PARTIES TO DISPUTE:
BROTHERHOOD OF MAINTENANCE OF WAY EMPLOYES
ERIE RAILROAD COMPANY

STATEMENT OF CLAIM: Claim of the System Committee of the Brotherhood that:


1. The Carrier violated the effective Agreement when, without just and sufficient cause, and without benefit of hearing, it dismissed and/or held out of service Dockbuilder James J. Cerchio effective as of April 8, 1958.


2. Mr. James J. Cerchio be reinstated to his former position, with seniority, vacation and all other rights unimpaired and that he be reimbursed for all monetary loss suffered because of the violation referred to in Part (1) of this claim.
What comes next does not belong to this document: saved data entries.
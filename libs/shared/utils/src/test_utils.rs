//! Fixtures shared by the cells' test suites: an `AppConfig` pointing at a
//! local (or wiremock) PostgREST, and HS256 tokens the auth middleware accepts.

use std::sync::Arc;

use base64::{engine::general_purpose::URL_SAFE_NO_PAD, Engine as _};
use chrono::{Duration, Utc};
use hmac::{Hmac, Mac};
use serde_json::{json, Value};
use sha2::Sha256;
use uuid::Uuid;

use shared_config::AppConfig;

pub const TEST_JWT_SECRET: &str = "test-secret-key-for-jwt-validation-must-be-long-enough";

pub struct TestConfig {
    pub jwt_secret: String,
    pub supabase_url: String,
    pub supabase_anon_key: String,
}

impl Default for TestConfig {
    fn default() -> Self {
        Self {
            jwt_secret: TEST_JWT_SECRET.to_string(),
            supabase_url: "http://localhost:54321".to_string(),
            supabase_anon_key: "test-anon-key".to_string(),
        }
    }
}

impl TestConfig {
    pub fn with_supabase_url(url: &str) -> Self {
        Self {
            supabase_url: url.to_string(),
            ..Self::default()
        }
    }

    pub fn to_app_config(&self) -> AppConfig {
        AppConfig {
            supabase_url: self.supabase_url.clone(),
            supabase_anon_key: self.supabase_anon_key.clone(),
            supabase_jwt_secret: self.jwt_secret.clone(),
            ..AppConfig::default()
        }
    }

    pub fn to_arc(&self) -> Arc<AppConfig> {
        Arc::new(self.to_app_config())
    }
}

/// Someone calling the API: a salon owner managing schedules, a stylist, or a client.
pub struct TestUser {
    pub id: String,
    pub email: String,
    pub role: String,
}

impl TestUser {
    pub fn new(email: &str, role: &str) -> Self {
        Self {
            id: Uuid::new_v4().to_string(),
            email: email.to_string(),
            role: role.to_string(),
        }
    }

    pub fn salon_owner(email: &str) -> Self {
        Self::new(email, "salon_owner")
    }

    pub fn staff(email: &str) -> Self {
        Self::new(email, "staff")
    }

    pub fn client(email: &str) -> Self {
        Self::new(email, "client")
    }

    fn claims(&self, issued: chrono::DateTime<Utc>, lifetime: Duration) -> Value {
        json!({
            "sub": self.id,
            "email": self.email,
            "role": self.role,
            "iat": issued.timestamp(),
            "exp": (issued + lifetime).timestamp()
        })
    }
}

pub struct TestTokens;

impl TestTokens {
    /// Signs arbitrary claims with HS256.
    pub fn sign(claims: &Value, secret: &str) -> String {
        let header = URL_SAFE_NO_PAD.encode(json!({ "alg": "HS256", "typ": "JWT" }).to_string());
        let payload = URL_SAFE_NO_PAD.encode(claims.to_string());
        let signing_input = format!("{}.{}", header, payload);

        let mut mac = Hmac::<Sha256>::new_from_slice(secret.as_bytes())
            .expect("HMAC accepts keys of any length");
        mac.update(signing_input.as_bytes());
        let signature = URL_SAFE_NO_PAD.encode(mac.finalize().into_bytes());

        format!("{}.{}", signing_input, signature)
    }

    pub fn valid(user: &TestUser, secret: &str) -> String {
        Self::sign(&user.claims(Utc::now(), Duration::hours(1)), secret)
    }

    pub fn expired(user: &TestUser, secret: &str) -> String {
        Self::sign(&user.claims(Utc::now() - Duration::hours(2), Duration::hours(1)), secret)
    }

    /// Well-formed, but signed with a key the server does not know.
    pub fn forged(user: &TestUser) -> String {
        Self::valid(user, "not-the-server-secret")
    }

    /// A salon owner's token for the default test secret.
    pub fn owner() -> String {
        Self::valid(&TestUser::salon_owner("owner@salon.test"), TEST_JWT_SECRET)
    }
}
EMPLOYES' STATEMENT OF FACTS: The claimant employe has been continuously employed by this Carrier since October 23, 1940.


On July 7, 1956, the claimant was employed as a Dockbuilder at Jersey City, New Jersey and, while assisting in a pile driving operation on that date, he suffered a head injury. As a result of such head injury, the claimant was unable to perform any service for the Carrier for a period of a little over fifty (50) days or until August 29, 1956, at which time he resumed full active service as a Dockbuilder for this Carrier. The claimant was examined by the Carrier's Chief Surgeon (Dr. Mishler) on September 27, 1956 and again on January 3, 1957 and was pronounced physically and mentally fit and qualified to pursue his regular duties as a Dockbuilder.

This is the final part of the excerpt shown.